ArmorCode’s new CRA features are built around a centralized system of record for product security and exposure management. The platform now supports classification and lifecycle tracking for products and sub-products covered by the regulation, exploit status tracking, CRA notification status fields, automated disclosure workflows, deadline monitoring, SBOM and VEX management, audit trails, dashboards, compliance reporting, exception handling, and SLA tracking.

The most important distinction may be exploit awareness. Under the CRA, the 24-hour reporting clock applies to actively exploited vulnerabilities. ArmorCode says its platform helps teams prioritize issues based on real-world exploitation intelligence, not just severity scores or scanner output.

"The CRA turns product security into a reporting discipline with a deadline attached," said Mark Lambert, Chief Product Officer at ArmorCode. "The manufacturers who handle it well won't build a separate compliance program for it, they'll run it on the platform they already use to manage exposure. And as only actively exploited vulnerabilities start the 24-hour clock, knowing what's actually being exploited is the difference between a workable process and a fire drill."

For manufacturers, the CRA is part of a wider shift in cybersecurity accountability. Regulators are moving beyond guidance and voluntary standards toward enforceable product security obligations. That means security teams will need to show not only that they fixed vulnerabilities, but also that they understood product impact, tracked disclosure status, maintained evidence, and communicated within legally defined windows.

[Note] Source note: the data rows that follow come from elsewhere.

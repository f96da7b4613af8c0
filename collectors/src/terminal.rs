use crate::format::{EventFormatter, HumanFormatter};
use herald::{Collect, Event, Level, Result};
use std::fmt;
use std::io::{self, IsTerminal, Write};
use std::sync::Arc;

/// Writes formatted events to standard output.
///
/// The default formatter is [`HumanFormatter`] with colors enabled when
/// stdout is a terminal.  With [`TerminalCollector::errors_to_stderr`],
/// `Error` and `Fatal` events are routed to standard error instead.
pub struct TerminalCollector {
  formatter: Box<dyn EventFormatter>,
  errors_to_stderr: bool,
}

impl TerminalCollector {
  pub fn new() -> TerminalCollector {
    let colors = io::stdout().is_terminal();
    TerminalCollector {
      formatter: Box::new(HumanFormatter::new().with_colors(colors)),
      errors_to_stderr: false,
    }
  }

  pub fn formatter(mut self, formatter: impl EventFormatter) -> TerminalCollector {
    self.formatter = Box::new(formatter);
    self
  }

  pub fn errors_to_stderr(mut self, enabled: bool) -> TerminalCollector {
    self.errors_to_stderr = enabled;
    self
  }

  fn uses_stderr(&self, level: Level) -> bool {
    self.errors_to_stderr && matches!(level, Level::Error | Level::Fatal)
  }
}

impl Default for TerminalCollector {
  fn default() -> TerminalCollector {
    TerminalCollector::new()
  }
}

impl fmt::Display for TerminalCollector {
  fn fmt(&self, f: &mut fmt::Formatter<'_>) -> fmt::Result {
    f.write_str("Terminal()")
  }
}

impl Collect for TerminalCollector {
  fn collect(&self, event: &Arc<Event>) -> Result<()> {
    let bytes = self.formatter.format_event(event)?;
    if self.uses_stderr(event.level) {
      let mut output = io::stderr().lock();
      output.write_all(&bytes)?;
      output.flush()?;
    } else {
      let mut output = io::stdout().lock();
      output.write_all(&bytes)?;
      output.flush()?;
    }
    Ok(())
  }
}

"Cyber resilience is a business requirement," said Karthik Swarnam, Chief Security and Trust Officer at ArmorCode. "The Cyber Resilience Act raises the stakes for every organization that builds or sells digital products in Europe. Failing to identify and report actively exploited vulnerabilities can result in significant financial penalties, but the greater risk is the loss of customer trust and confidence. Organizations need a way to operationalize security, compliance, and disclosure at scale. ArmorCode helps teams bring together the data, workflows, and evidence needed to respond quickly, demonstrate accountability, and stay ahead of evolving regulatory requirements."

ArmorCode says its platform connects with more than 375 security and development tools, allowing companies to correlate vulnerability findings, asset intelligence, software supply chain data, threat intelligence, cloud security signals, and business context without replacing existing systems.

As the CRA deadline approaches, the companies best positioned to comply will likely be those that treat vulnerability disclosure as a live operational workflow, not a last-minute legal exercise. ArmorCode is betting that manufacturers will need unified exposure management to make that shift before the EU’s reporting clock starts ticking.